EnterpriseJavaBeans, 3rd edition, has been thoroughly revised to include complete coverage of three major changes in the EJB 2.0 specification: A new version of container-managed persistence; local interfaces; and a totally new kind of bean called the "message driven bean." The 3rd edition also contains an architecture overview, information on resource management and primary services, design strategies, and XML deployment descriptors.
This book explains and demonstrates the fundamentals of the Enterprise JavaBeans 2.0 and 1.1 architectures. Although EJB makes distributed computing much simpler, it is still a complex technology that requires a great deal of time and study to master. This book provides a straightforward, no-nonsense explanation of the underlying technology, Java classes and interfaces, component model, and runtime behavior of Enterprise JavaBeans. It includes material that is backward-compatible with EJB 1.1 and provides special notes and chapters when there are significant differences between 1.1 and 2.0.
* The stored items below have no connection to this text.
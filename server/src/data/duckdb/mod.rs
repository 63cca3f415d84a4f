//! DuckDB metric storage
//!
//! Embedded file database holding samples and both catalogs.
//! All schema definitions and migrations are managed here.

pub mod error;
mod migrations;
pub mod repositories;
mod repository_impl;
pub mod schema;

pub use error::DuckdbError;
pub use repository_impl::{DuckdbDataTypeCatalog, DuckdbMetricStore, DuckdbTagCatalog};

use std::path::Path;
use std::sync::Arc;
use std::time::Duration;

use duckdb::Connection;
use parking_lot::{MappedMutexGuard, Mutex, MutexGuard};
use tokio::sync::watch;
use tokio::task::JoinHandle;

use crate::core::constants::{
    DUCKDB_CHECKPOINT_INTERVAL_SECS, DUCKDB_DB_FILENAME, DUCKDB_QUERY_TIMEOUT_SECS,
};
use crate::core::storage::{AppStorage, DataSubdir};

/// DuckDB storage service
///
/// Uses a single shared connection protected by a mutex.
pub struct DuckdbService {
    conn: Mutex<Option<Connection>>,
}

impl Drop for DuckdbService {
    fn drop(&mut self) {
        if let Some(conn) = self.conn.get_mut().take()
            && let Err((_, e)) = conn.close()
        {
            tracing::warn!(error = %e, "DuckDB connection close failed during drop");
        }
    }
}

impl DuckdbService {
    /// Open (or create) the database file under the data directory
    pub async fn init(storage: &AppStorage) -> Result<Self, DuckdbError> {
        let db_path = storage.subdir(DataSubdir::Duckdb).join(DUCKDB_DB_FILENAME);
        let service = Self::open(&db_path).await?;
        tracing::debug!(path = %db_path.display(), "DuckdbService initialized");
        Ok(service)
    }

    /// Open a database at an explicit path and bring its schema up to date
    pub async fn open(db_path: &Path) -> Result<Self, DuckdbError> {
        let db_path = db_path.to_path_buf();
        let conn = tokio::task::spawn_blocking(move || {
            let conn = Connection::open(&db_path)?;
            conn.execute_batch(
                "SET autoinstall_known_extensions = false;
                 SET autoload_known_extensions = false;
                 PRAGMA enable_checkpoint_on_shutdown;",
            )?;
            migrations::run_migrations(&conn)?;
            Ok::<_, DuckdbError>(conn)
        })
        .await
        .map_err(|e| DuckdbError::Io(std::io::Error::other(e)))??;

        Ok(Self {
            conn: Mutex::new(Some(conn)),
        })
    }

    /// Get exclusive access to the connection, or `Closed` after `close()`
    pub fn conn(&self) -> Result<MappedMutexGuard<'_, Connection>, DuckdbError> {
        MutexGuard::try_map(self.conn.lock(), |opt| opt.as_mut()).map_err(|_| DuckdbError::Closed)
    }

    pub fn is_open(&self) -> bool {
        self.conn.lock().is_some()
    }

    /// Run a blocking DuckDB query with timeout
    pub async fn run_query<T, F>(f: F) -> Result<T, DuckdbError>
    where
        T: Send + 'static,
        F: FnOnce() -> Result<T, DuckdbError> + Send + 'static,
    {
        let timeout = Duration::from_secs(DUCKDB_QUERY_TIMEOUT_SECS);
        tokio::time::timeout(timeout, tokio::task::spawn_blocking(f))
            .await
            .map_err(|_| {
                tracing::warn!(
                    timeout_secs = DUCKDB_QUERY_TIMEOUT_SECS,
                    "DuckDB query timed out"
                );
                DuckdbError::Timeout {
                    timeout_secs: DUCKDB_QUERY_TIMEOUT_SECS,
                }
            })?
            .map_err(|e| {
                tracing::error!(error = %e, "DuckDB query task failed");
                DuckdbError::Io(std::io::Error::other(format!(
                    "Query execution failed: {}",
                    e
                )))
            })?
    }

    /// Run a checkpoint to flush WAL to the main database file.
    ///
    /// Returns `Ok(())` if the connection is already closed (no-op).
    pub async fn checkpoint(self: &Arc<Self>) -> Result<(), DuckdbError> {
        let db = Arc::clone(self);
        tokio::task::spawn_blocking(move || {
            let conn_guard = db.conn.lock();
            if let Some(ref conn) = *conn_guard {
                conn.execute("CHECKPOINT", [])?;
                tracing::debug!("DuckDB checkpoint completed");
            }
            Ok(())
        })
        .await
        .map_err(|e| DuckdbError::Io(std::io::Error::other(e)))?
    }

    /// Checkpoint and close the connection
    pub async fn close(self: Arc<Self>) -> Result<(), DuckdbError> {
        tokio::task::spawn_blocking(move || {
            let mut conn_guard = self.conn.lock();
            if let Some(conn) = conn_guard.take() {
                if let Err(e) = conn.execute("CHECKPOINT", []) {
                    tracing::warn!(error = %e, "CHECKPOINT failed during close");
                }
                conn.close().map_err(|(_, e)| DuckdbError::Database(e))?;
                tracing::debug!("DuckDB connection closed");
            }
            Ok(())
        })
        .await
        .map_err(|e| DuckdbError::Io(std::io::Error::other(e)))?
    }

    pub fn start_checkpoint_task(
        self: &Arc<Self>,
        mut shutdown_rx: watch::Receiver<bool>,
    ) -> JoinHandle<()> {
        let db = Arc::clone(self);
        tokio::spawn(async move {
            let mut interval =
                tokio::time::interval(Duration::from_secs(DUCKDB_CHECKPOINT_INTERVAL_SECS));
            // First tick completes immediately; nothing to flush yet
            interval.tick().await;
            loop {
                tokio::select! {
                    biased;
                    _ = shutdown_rx.changed() => {
                        if *shutdown_rx.borrow() {
                            tracing::debug!("DuckDB checkpoint task shutting down");
                            break;
                        }
                    }
                    _ = interval.tick() => {
                        if let Err(e) = db.checkpoint().await {
                            tracing::warn!(error = %e, "DuckDB checkpoint failed");
                        }
                    }
                }
            }
        })
    }
}

/// Execute a function within a transaction, automatically rolling back on error.
pub(crate) fn in_transaction<F, T>(conn: &Connection, f: F) -> Result<T, DuckdbError>
where
    F: FnOnce(&Connection) -> Result<T, DuckdbError>,
{
    conn.execute_batch("BEGIN TRANSACTION")?;
    match f(conn) {
        Ok(val) => {
            conn.execute_batch("COMMIT")?;
            Ok(val)
        }
        Err(e) => {
            if let Err(rollback_err) = conn.execute_batch("ROLLBACK") {
                tracing::warn!(error = %rollback_err, "ROLLBACK failed after transaction error");
            }
            Err(e)
        }
    }
}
Although this book focuses on the fundamentals, it's not a "dummies" book. Enterprise JavaBeans is an extremely complex and ambitious enterprise technology. While using EJB may be fairly simple, the amount of work required to truly understand and master EJB is significant. Before reading this book, you should be fluent in the Java language and have some practical experience developing business solutions. Experience with distributed object systems is not a must, but you will need some experience with JDBC (or at least an understanding of the basics) to follow the examples in this book. If you are unfamiliar with the Java language, I recommend Learning Java™ by Patrick Niemeyer and Jonathan Knudsen; this book was formerly Exploring Java™ (O'Reilly). If you are unfamiliar with JDBC, I recommend Database Programming with JDBC™ and Java™ by George Reese (O'Reilly). If you need a stronger background in distributed computing, I recommend Java™ Distributed Computing by Jim Farley (O'Reilly).